> INSTRUCTIONS TO FOLLOW: Search the records below for the string "process" and copy each line where it turns up.

> DATASET RECORDS:

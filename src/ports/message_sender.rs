//! MessageSender port - outbound broker binding.

use async_trait::async_trait;
use thiserror::Error;

use crate::domain::message::MessageTransferModel;

use super::SerializationError;

/// Why a send attempt failed. Every variant is recoverable: the record is
/// marked `Failed` and retried by the coordinator.
#[derive(Debug, Clone, Error)]
pub enum SendError {
    #[error("broker unavailable: {0}")]
    Unavailable(String),

    #[error("broker rejected message: {0}")]
    Rejected(String),

    #[error(transparent)]
    Serialization(#[from] SerializationError),
}

/// Port for placing envelopes on the broker.
///
/// Implementations route by `message.event_name` and must not return `Ok`
/// before the broker has accepted the message.
#[async_trait]
pub trait MessageSender: Send + Sync {
    async fn send(&self, message: &MessageTransferModel) -> Result<(), SendError>;
}
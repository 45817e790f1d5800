//! Serializer adapters.

mod json;

pub use json::JsonMessageSerializer;
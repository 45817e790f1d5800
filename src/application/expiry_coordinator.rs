//! ExpiryCoordinator - periodic cleanup of expired `Succeeded` records.
//!
//! Purely a storage-size control: only terminal records past their expiry
//! are eligible, so cleanup never affects delivery.

use std::sync::Arc;
use std::time::Duration;

use tokio::sync::watch;
use tokio::time;

use crate::config::BusConfig;
use crate::domain::foundation::DomainError;
use crate::domain::message::MessageKind;
use crate::ports::MessageStorage;

#[derive(Debug, Clone, Copy, Default, PartialEq, Eq)]
pub struct ExpiryReport {
    pub published: u64,
    pub received: u64,
}

pub struct ExpiryCoordinator {
    storage: Arc<dyn MessageStorage>,
    interval: Duration,
}

impl ExpiryCoordinator {
    pub fn new(storage: Arc<dyn MessageStorage>, config: &BusConfig) -> Self {
        Self {
            storage,
            interval: config.expiry_interval(),
        }
    }

    /// Run the cleanup loop until shutdown signal is received.
    pub async fn run(&self, mut shutdown: watch::Receiver<bool>) -> Result<(), DomainError> {
        let mut interval = time::interval(self.interval);
        interval.set_missed_tick_behavior(time::MissedTickBehavior::Delay);
        tracing::info!(interval_secs = self.interval.as_secs(), "Expiry coordinator started");

        loop {
            tokio::select! {
                _ = shutdown.changed() => {
                    if *shutdown.borrow() {
                        tracing::info!("Expiry coordinator stopped");
                        return Ok(());
                    }
                }

                _ = interval.tick() => {
                    let report = self.poll_once().await;
                    if report.published + report.received > 0 {
                        tracing::info!(
                            published = report.published,
                            received = report.received,
                            "Expired messages deleted"
                        );
                    }
                }
            }
        }
    }

    /// Run exactly one cleanup pass.
    pub async fn poll_once(&self) -> ExpiryReport {
        ExpiryReport {
            published: self.sweep(MessageKind::Published).await,
            received: self.sweep(MessageKind::Received).await,
        }
    }

    async fn sweep(&self, kind: MessageKind) -> u64 {
        match self.storage.delete_expired(kind).await {
            Ok(deleted) => deleted,
            Err(e) => {
                tracing::warn!(kind = %kind, error = %e, "Expiry sweep failed");
                0
            }
        }
    }
}
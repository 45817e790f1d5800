//! Foundation module - Shared domain primitives.
//!
//! Contains value objects, identifiers and error types that form the
//! vocabulary of the bus.

mod errors;
mod ids;
mod state_machine;
mod timestamp;

pub use errors::{DomainError, ErrorCode, ValidationError};
pub use ids::{new_msg_id, RecordId};
pub use state_machine::StateMachine;
pub use timestamp::Timestamp;
//! Application configuration module
//!
//! This module provides type-safe configuration loading from environment variables
//! using the `config` and `dotenvy` crates. Configuration is loaded with the
//! `OUTBOX_BUS` prefix and nested values use double underscores as separators.
//!
//! # Example
//!
//! ```no_run
//! use outbox_bus::config::AppConfig;
//!
//! let config = AppConfig::load().expect("Failed to load configuration");
//! config.validate().expect("Invalid configuration");
//!
//! println!("Bus partition {}", config.bus.environment);
//! ```

mod bus;
mod error;
mod server;

pub use bus::BusConfig;
pub use error::{ConfigError, ValidationError};
pub use server::ServerConfig;

use serde::Deserialize;

/// Root application configuration
///
/// Every section has defaults, so an empty environment yields a valid config.
/// Load using [`AppConfig::load()`] which reads from environment variables.
#[derive(Debug, Clone, Default, Deserialize)]
pub struct AppConfig {
    /// Delivery options (partition, leases, retry and cleanup horizons)
    #[serde(default)]
    pub bus: BusConfig,

    /// Server configuration (bind address, logging, read API)
    #[serde(default)]
    pub server: ServerConfig,
}

impl AppConfig {
    /// Load configuration from environment variables
    ///
    /// This function:
    /// 1. Loads `.env` file if present (for development)
    /// 2. Reads environment variables with `OUTBOX_BUS` prefix
    /// 3. Uses `__` (double underscore) to separate nested values
    /// 4. Deserializes into typed configuration structs
    ///
    /// # Environment Variable Format
    ///
    /// - `OUTBOX_BUS__BUS__ENVIRONMENT=Demo` -> `bus.environment = "Demo"`
    /// - `OUTBOX_BUS__SERVER__PORT=8080` -> `server.port = 8080`
    ///
    /// # Errors
    ///
    /// Returns `ConfigError` if values cannot be parsed into expected types.
    pub fn load() -> Result<Self, ConfigError> {
        // Load .env file if present (development)
        dotenvy::dotenv().ok();

        let config = config::Config::builder()
            .add_source(
                config::Environment::default()
                    .prefix("OUTBOX_BUS")
                    .separator("__"),
            )
            .build()?
            .try_deserialize()?;

        Ok(config)
    }

    /// Load configuration and reject it unless every value validates.
    ///
    /// # Errors
    ///
    /// Returns `ConfigError::ValidationFailed` for out-of-range values.
    pub fn load_validated() -> Result<Self, ConfigError> {
        let config = Self::load()?;
        config.validate()?;
        Ok(config)
    }

    /// Validate all configuration values
    ///
    /// Invalid configuration is the only fatal startup condition.
    ///
    /// # Errors
    ///
    /// Returns `ValidationError` if any configuration value is invalid.
    pub fn validate(&self) -> Result<(), ValidationError> {
        self.bus.validate()?;
        self.server.validate()?;
        Ok(())
    }
}
//! TransactionContext port - visibility into an externally-owned transaction.
//!
//! The bus never commits or rolls back the caller's transaction. It only
//! enlists the outbox insert into it (storage adapters downcast the context
//! to their own transaction type) and observes its outcome before sending.

use std::any::Any;

/// Lifecycle of a business transaction as seen by the bus.
#[derive(Debug, Clone, Copy, PartialEq, Eq)]
pub enum TransactionState {
    Active,
    Committed,
    RolledBack,
}

/// Handle to a caller-owned atomic transaction.
///
/// # Example
///
/// ```ignore
/// let tx = InMemoryTransaction::begin();
/// orders.insert_in(&tx, order);
/// publisher.publish(&OrderPlaced { .. }, Some(tx.context()), None).await?;
/// tx.commit()?;
/// ```
pub trait TransactionContext: Send + Sync {
    fn state(&self) -> TransactionState;

    /// Whether the transaction has concluded, by commit or rollback.
    fn is_done(&self) -> bool {
        self.state() != TransactionState::Active
    }

    /// Used by storage adapters to recover their concrete transaction type.
    fn as_any(&self) -> &dyn Any;
}

#[cfg(test)]
mod tests {
    use super::*;

    struct Fixed(TransactionState);

    impl TransactionContext for Fixed {
        fn state(&self) -> TransactionState {
            self.0
        }

        fn as_any(&self) -> &dyn Any {
            self
        }
    }

    #[test]
    fn active_transaction_is_not_done() {
        assert!(!Fixed(TransactionState::Active).is_done());
        assert!(Fixed(TransactionState::Committed).is_done());
        assert!(Fixed(TransactionState::RolledBack).is_done());
    }

    #[test]
    fn context_downcasts_to_concrete_type() {
        let ctx: &dyn TransactionContext = &Fixed(TransactionState::Active);
        assert!(ctx.as_any().downcast_ref::<Fixed>().is_some());
    }
}
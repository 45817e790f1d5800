//! In-process broker implementing both MessageSender and EventSubscriber.
//!
//! Routing mirrors a fanout exchange with one durable queue per consumer
//! group: every handler group subscribed to an event name gets its own copy,
//! and subscribers within one group compete for it round-robin. Envelopes
//! travel as serialized bytes so the codec is exercised like a real broker.

use async_trait::async_trait;
use std::collections::{HashMap, VecDeque};
use std::sync::atomic::{AtomicBool, AtomicUsize, Ordering};
use std::sync::{Arc, Mutex, MutexGuard};
use std::time::Duration;

use tokio::sync::{mpsc, watch};

use crate::domain::message::MessageTransferModel;
use crate::ports::{
    EventSubscriber, MessageListener, MessageSender, MessageSerializer, MessageSerializerExt,
    SendError, SubscribeError,
};

/// Delay before a rejected envelope is put back on its queue.
const REDELIVERY_DELAY: Duration = Duration::from_millis(500);

/// Most recent envelopes kept for inspection; older ones are discarded.
const SENT_HISTORY: usize = 256;

type Payload = Vec<u8>;

#[derive(Default)]
struct ConsumerGroup {
    consumers: Vec<mpsc::UnboundedSender<Payload>>,
    next: usize,
}

impl ConsumerGroup {
    /// Hands the payload to the next live consumer; false when none is left.
    fn dispatch(&mut self, payload: Payload) -> bool {
        self.consumers.retain(|tx| !tx.is_closed());
        if self.consumers.is_empty() {
            return false;
        }
        let slot = self.next % self.consumers.len();
        self.next = self.next.wrapping_add(1);
        self.consumers[slot].send(payload).is_ok()
    }
}

/// event name -> handler group -> consumers
type Routes = HashMap<String, HashMap<String, ConsumerGroup>>;

/// In-process broker.
///
/// # Example
///
/// ```ignore
/// let broker = Arc::new(InMemoryBroker::new(Arc::new(JsonMessageSerializer::new())));
/// tokio::spawn({
///     let broker = broker.clone();
///     async move { broker.subscribe(listener, shutdown_rx).await }
/// });
/// broker.send(&envelope).await?;
/// ```
pub struct InMemoryBroker {
    serializer: Arc<dyn MessageSerializer>,
    routes: Mutex<Routes>,
    available: AtomicBool,
    sent: Mutex<VecDeque<MessageTransferModel>>,
    sent_total: AtomicUsize,
}

impl InMemoryBroker {
    pub fn new(serializer: Arc<dyn MessageSerializer>) -> Self {
        Self {
            serializer,
            routes: Mutex::new(HashMap::new()),
            available: AtomicBool::new(true),
            sent: Mutex::new(VecDeque::new()),
            sent_total: AtomicUsize::new(0),
        }
    }

    // === Test Helpers ===

    /// Makes `send` fail with `SendError::Unavailable` while false.
    pub fn set_available(&self, available: bool) {
        self.available.store(available, Ordering::SeqCst);
    }

    /// The most recent envelopes accepted by `send`, oldest first.
    pub fn sent_messages(&self) -> Vec<MessageTransferModel> {
        lock(&self.sent).iter().cloned().collect()
    }

    /// Envelopes accepted by `send` since creation.
    pub fn sent_count(&self) -> usize {
        self.sent_total.load(Ordering::SeqCst)
    }

    /// Number of live subscriptions for `event_name` across all groups.
    pub fn subscriber_count(&self, event_name: &str) -> usize {
        lock(&self.routes)
            .get(event_name)
            .map(|groups| {
                groups
                    .values()
                    .map(|g| g.consumers.iter().filter(|tx| !tx.is_closed()).count())
                    .sum()
            })
            .unwrap_or(0)
    }

    // === Internals ===

    fn register(
        &self,
        event_name: &str,
        group: &str,
        tx: mpsc::UnboundedSender<Payload>,
    ) {
        lock(&self.routes)
            .entry(event_name.to_string())
            .or_default()
            .entry(group.to_string())
            .or_default()
            .consumers
            .push(tx);
    }

    fn route(&self, event_name: &str, payload: Payload) -> usize {
        let mut routes = lock(&self.routes);
        let Some(groups) = routes.get_mut(event_name) else {
            return 0;
        };
        let mut delivered = 0;
        for group in groups.values_mut() {
            if group.dispatch(payload.clone()) {
                delivered += 1;
            }
        }
        delivered
    }
}

fn lock<T>(mutex: &Mutex<T>) -> MutexGuard<'_, T> {
    mutex.lock().unwrap_or_else(|poisoned| poisoned.into_inner())
}

#[async_trait]
impl MessageSender for InMemoryBroker {
    async fn send(&self, message: &MessageTransferModel) -> Result<(), SendError> {
        if !self.available.load(Ordering::SeqCst) {
            return Err(SendError::Unavailable("broker is unavailable".to_string()));
        }

        let payload = self.serializer.serialize_to_bytes(message)?;
        {
            let mut sent = lock(&self.sent);
            if sent.len() == SENT_HISTORY {
                sent.pop_front();
            }
            sent.push_back(message.clone());
        }
        self.sent_total.fetch_add(1, Ordering::SeqCst);

        let delivered = self.route(&message.event_name, payload);
        tracing::debug!(
            event_name = %message.event_name,
            msg_id = %message.msg_id,
            groups = delivered,
            "Envelope routed"
        );
        Ok(())
    }
}

#[async_trait]
impl EventSubscriber for InMemoryBroker {
    async fn subscribe(
        &self,
        listener: Arc<dyn MessageListener>,
        mut shutdown: watch::Receiver<bool>,
    ) -> Result<(), SubscribeError> {
        let descriptor = listener.descriptor().clone();
        let (tx, mut rx) = mpsc::unbounded_channel::<Payload>();
        self.register(&descriptor.event_name, &descriptor.event_handler_name, tx.clone());

        tracing::info!(
            event_name = %descriptor.event_name,
            handler = %descriptor.event_handler_name,
            "Subscription started"
        );

        loop {
            tokio::select! {
                _ = shutdown.changed() => {
                    if *shutdown.borrow() {
                        break;
                    }
                }

                payload = rx.recv() => {
                    let Some(payload) = payload else {
                        return Err(SubscribeError::Closed(descriptor.event_handler_name.clone()));
                    };

                    let message: MessageTransferModel = match self.serializer.deserialize_bytes(&payload) {
                        Ok(message) => message,
                        Err(e) => {
                            tracing::warn!(
                                handler = %descriptor.event_handler_name,
                                error = %e,
                                "Dropping undecodable envelope"
                            );
                            continue;
                        }
                    };

                    if message.event_name != descriptor.event_name {
                        tracing::warn!(
                            expected = %descriptor.event_name,
                            actual = %message.event_name,
                            msg_id = %message.msg_id,
                            "Dropping envelope for another event"
                        );
                        continue;
                    }

                    let listener = listener.clone();
                    let requeue = tx.clone();
                    tokio::spawn(async move {
                        if let Err(e) = listener.on_receive(message.clone()).await {
                            tracing::warn!(
                                msg_id = %message.msg_id,
                                handler = %listener.descriptor().event_handler_name,
                                error = %e,
                                "Listener rejected envelope, redelivering"
                            );
                            tokio::time::sleep(REDELIVERY_DELAY).await;
                            let _ = requeue.send(payload);
                        }
                    });
                }
            }
        }

        tracing::info!(
            event_name = %descriptor.event_name,
            handler = %descriptor.event_handler_name,
            "Subscription stopped"
        );
        Ok(())
    }
}

#[cfg(test)]
mod tests {
    use super::*;
    use crate::adapters::serialization::JsonMessageSerializer;
    use crate::domain::foundation::Timestamp;
    use crate::domain::message::EventHandlerDescriptor;
    use crate::ports::ReceiveError;
    use std::sync::atomic::AtomicUsize;

    struct CountingListener {
        descriptor: EventHandlerDescriptor,
        received: AtomicUsize,
        fail_first: AtomicBool,
    }

    impl CountingListener {
        fn new(handler: &'static str) -> Arc<Self> {
            Arc::new(Self {
                descriptor: EventHandlerDescriptor::new(
                    handler,
                    "OrderPlaced",
                    "OrderPlaced",
                    handler,
                )
                .unwrap(),
                received: AtomicUsize::new(0),
                fail_first: AtomicBool::new(false),
            })
        }

        fn count(&self) -> usize {
            self.received.load(Ordering::SeqCst)
        }
    }

    #[async_trait]
    impl MessageListener for CountingListener {
        fn descriptor(&self) -> &EventHandlerDescriptor {
            &self.descriptor
        }

        async fn on_receive(&self, _message: MessageTransferModel) -> Result<(), ReceiveError> {
            if self.fail_first.swap(false, Ordering::SeqCst) {
                return Err(crate::ports::StorageError::Unavailable("down".into()).into());
            }
            self.received.fetch_add(1, Ordering::SeqCst);
            Ok(())
        }
    }

    fn envelope(msg_id: &str) -> MessageTransferModel {
        MessageTransferModel {
            event_name: "OrderPlaced".to_string(),
            environment: "test".to_string(),
            msg_id: msg_id.to_string(),
            msg_body: "{}".to_string(),
            items: HashMap::new(),
            send_at: Timestamp::now(),
            delay_at: None,
        }
    }

    async fn wait_for(mut check: impl FnMut() -> bool) {
        for _ in 0..100 {
            if check() {
                return;
            }
            tokio::time::sleep(Duration::from_millis(20)).await;
        }
    }

    fn broker() -> Arc<InMemoryBroker> {
        Arc::new(InMemoryBroker::new(Arc::new(JsonMessageSerializer::new())))
    }

    fn spawn_subscription(
        broker: &Arc<InMemoryBroker>,
        listener: Arc<CountingListener>,
        shutdown: watch::Receiver<bool>,
    ) -> tokio::task::JoinHandle<Result<(), SubscribeError>> {
        let broker = broker.clone();
        tokio::spawn(async move { broker.subscribe(listener, shutdown).await })
    }

    #[tokio::test]
    async fn every_handler_group_gets_a_copy() {
        let broker = broker();
        let (_stop, shutdown) = watch::channel(false);
        let a = CountingListener::new("A");
        let b = CountingListener::new("B");
        spawn_subscription(&broker, a.clone(), shutdown.clone());
        spawn_subscription(&broker, b.clone(), shutdown);
        wait_for(|| broker.subscriber_count("OrderPlaced") == 2).await;

        broker.send(&envelope("m1")).await.unwrap();
        wait_for(|| a.count() == 1 && b.count() == 1).await;

        assert_eq!(a.count(), 1);
        assert_eq!(b.count(), 1);
    }

    #[tokio::test]
    async fn rejected_envelope_is_redelivered() {
        let broker = broker();
        let (_stop, shutdown) = watch::channel(false);
        let listener = CountingListener::new("A");
        listener.fail_first.store(true, Ordering::SeqCst);
        spawn_subscription(&broker, listener.clone(), shutdown);
        wait_for(|| broker.subscriber_count("OrderPlaced") == 1).await;

        broker.send(&envelope("m1")).await.unwrap();
        wait_for(|| listener.count() == 1).await;

        assert_eq!(listener.count(), 1);
    }

    #[tokio::test]
    async fn unavailable_broker_rejects_sends() {
        let broker = broker();
        broker.set_available(false);

        let err = broker.send(&envelope("m1")).await.unwrap_err();
        assert!(matches!(err, SendError::Unavailable(_)));
        assert_eq!(broker.sent_count(), 0);
    }

    #[tokio::test]
    async fn sent_history_keeps_only_recent_envelopes() {
        let broker = broker();
        let total = SENT_HISTORY + 10;
        for i in 0..total {
            broker.send(&envelope(&format!("m{i}"))).await.unwrap();
        }

        let kept = broker.sent_messages();
        assert_eq!(broker.sent_count(), total);
        assert_eq!(kept.len(), SENT_HISTORY);
        assert_eq!(kept[0].msg_id, "m10");
        assert_eq!(kept[SENT_HISTORY - 1].msg_id, format!("m{}", total - 1));
    }

    #[tokio::test]
    async fn subscription_ends_on_shutdown() {
        let broker = broker();
        let (stop, shutdown) = watch::channel(false);
        let handle = spawn_subscription(&broker, CountingListener::new("A"), shutdown);
        wait_for(|| broker.subscriber_count("OrderPlaced") == 1).await;

        stop.send(true).unwrap();
        let result = tokio::time::timeout(Duration::from_secs(1), handle)
            .await
            .unwrap()
            .unwrap();
        assert!(result.is_ok());
    }
}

> SOLUTION FOR THIS EXERCISE:
//! In-process broker implementing both MessageSender and EventSubscriber.
/// In-process broker.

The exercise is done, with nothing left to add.